Widerstand – die Kunst der Revolte

30. Juni - 01. Juli 2017

Inhalt

WER SICH ZUM LAMM MACHT, LOCKT DIE WÖLFE.
nach Macchiavelli

Sich anständig benehmen, fleißig, hilfsbereit, keinesfalls vorlaut sein, nicht ungebührlich auffallen und schon gar nicht aus der Reihe tanzen – unsere Erziehung favorisiert die Disziplin, den Gehorsam – ohne Wenn-und-Aber.

Ohne Wenn-und-Aber? Wer kennt nicht das Gefühl der Empörung, diese Mischung aus Trauer und Wut, ohnmächtig eine Ungerechtigkeit zu erleiden. Ein ungeahndetes Abseitstor im Fußball, die Raffgier der Superreichen oder die Willkür von Tyrannen – die Palette des Zerstörerischen, gekränkt und klein, ja krank gemacht, unterdrückt und gequält, sogar vernichtet zu werden, scheint unendlich. 
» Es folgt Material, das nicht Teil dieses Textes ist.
//! Shunting-yard conversion from infix tokens to postfix order
//!
//! Unary operators are recognised by position: at the start, after `(` and
//! after another operator. Unary `+` is dropped and unary `-` becomes
//! [`Operator::Negate`]. Binary operators pop while the operator on the stack
//! binds at least as tightly, which makes them left-associative.

use super::error::{SyntaxError, SyntaxResult};
use crate::tokens::{Operator, Token, TokenStream};
use crate::utils::{Location, Span};

/// What the previous significant token was
#[derive(Debug, Clone, Copy, PartialEq, Eq)]
enum Previous {
    Start,
    Value,
    Operator,
    OpenBracket,
    CloseBracket,
}

impl Previous {
    /// Positions where an operand is required next
    fn expects_operand(self) -> bool {
        matches!(self, Self::Start | Self::Operator | Self::OpenBracket)
    }
}

#[derive(Debug, Clone, Copy)]
enum StackEntry {
    Operator(Operator),
    OpenBracket,
}

pub struct PostfixParser {
    include_positions: bool,
}

impl PostfixParser {
    pub fn new() -> Self {
        Self {
            include_positions: true,
        }
    }

    pub fn with_positions(include_positions: bool) -> Self {
        Self { include_positions }
    }

    fn location(&self, span: Span) -> Location {
        if self.include_positions {
            Location(Some(span))
        } else {
            Location::none()
        }
    }

    /// Convert the token stream to postfix order
    pub fn to_postfix(&self, stream: &TokenStream) -> SyntaxResult<Vec<Token>> {
        let mut output = Vec::with_capacity(stream.len());
        let mut stack: Vec<(StackEntry, Span)> = Vec::new();
        let mut previous = Previous::Start;

        for spanned in stream {
            let span = spanned.span;

            match &spanned.node {
                token @ (Token::Number(_) | Token::Operand(_)) => {
                    if !previous.expects_operand() {
                        return Err(SyntaxError::MissingOperator {
                            found: token.describe(),
                            location: self.location(span),
                        });
                    }
                    output.push(token.clone());
                    previous = Previous::Value;
                }

                Token::OpenBracket => {
                    if !previous.expects_operand() {
                        return Err(SyntaxError::MisplacedOpenBracket {
                            location: self.location(span),
                        });
                    }
                    stack.push((StackEntry::OpenBracket, span));
                    previous = Previous::OpenBracket;
                }

                Token::CloseBracket => {
                    if previous.expects_operand() {
                        return Err(SyntaxError::MisplacedCloseBracket {
                            location: self.location(span),
                        });
                    }
                    self.close_bracket(&mut stack, &mut output, span)?;
                    previous = Previous::CloseBracket;
                }

                Token::Operator(op) => {
                    if previous.expects_operand() {
                        match op {
                            Operator::Add => {}
                            Operator::Subtract | Operator::Negate => {
                                stack.push((StackEntry::Operator(Operator::Negate), span));
                            }
                            _ => {
                                return Err(SyntaxError::MisplacedOperator {
                                    operator: op.symbol(),
                                    location: self.location(span),
                                })
                            }
                        }
                    } else {
                        pop_binding_operators(&mut stack, &mut output, *op);
                        stack.push((StackEntry::Operator(*op), span));
                    }
                    previous = Previous::Operator;
                }
            }
        }

        match previous {
            Previous::Start => return Err(SyntaxError::EmptyExpression),
            Previous::Operator => {
                return Err(SyntaxError::TrailingOperator {
                    location: self.location(stream.last_span().unwrap_or_default()),
                })
            }
            _ => {}
        }

        while let Some((entry, span)) = stack.pop() {
            match entry {
                StackEntry::Operator(op) => output.push(Token::Operator(op)),
                StackEntry::OpenBracket => {
                    return Err(SyntaxError::UnbalancedBrackets {
                        location: self.location(span),
                    })
                }
            }
        }

        Ok(output)
    }

    fn close_bracket(
        &self,
        stack: &mut Vec<(StackEntry, Span)>,
        output: &mut Vec<Token>,
        span: Span,
    ) -> SyntaxResult<()> {
        while let Some((entry, _)) = stack.pop() {
            match entry {
                StackEntry::OpenBracket => return Ok(()),
                StackEntry::Operator(op) => output.push(Token::Operator(op)),
            }
        }

        Err(SyntaxError::UnbalancedBrackets {
            location: self.location(span),
        })
    }
}

impl Default for PostfixParser {
    fn default() -> Self {
        Self::new()
    }
}

fn pop_binding_operators(
    stack: &mut Vec<(StackEntry, Span)>,
    output: &mut Vec<Token>,
    incoming: Operator,
) {
    while let Some((StackEntry::Operator(top), _)) = stack.last() {
        if top.precedence() < incoming.precedence() {
            break;
        }
        output.push(Token::Operator(*top));
        stack.pop();
    }
}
Die Weltgesellschaft ächzt unter globaler Ungerechtigkeit. Die Gleichmütigkeit eines Hiob irritiert: „Der Herr hat’s gegeben, der Herr hat’s genommen, der Name des Herrn sei gelobt.“ Die Psalmen im Alten Testament machen freilich keinen Hehl aus dem Schrei der Gedemütigten und Gemordeten nach Gerechtigkeit. Doch wie?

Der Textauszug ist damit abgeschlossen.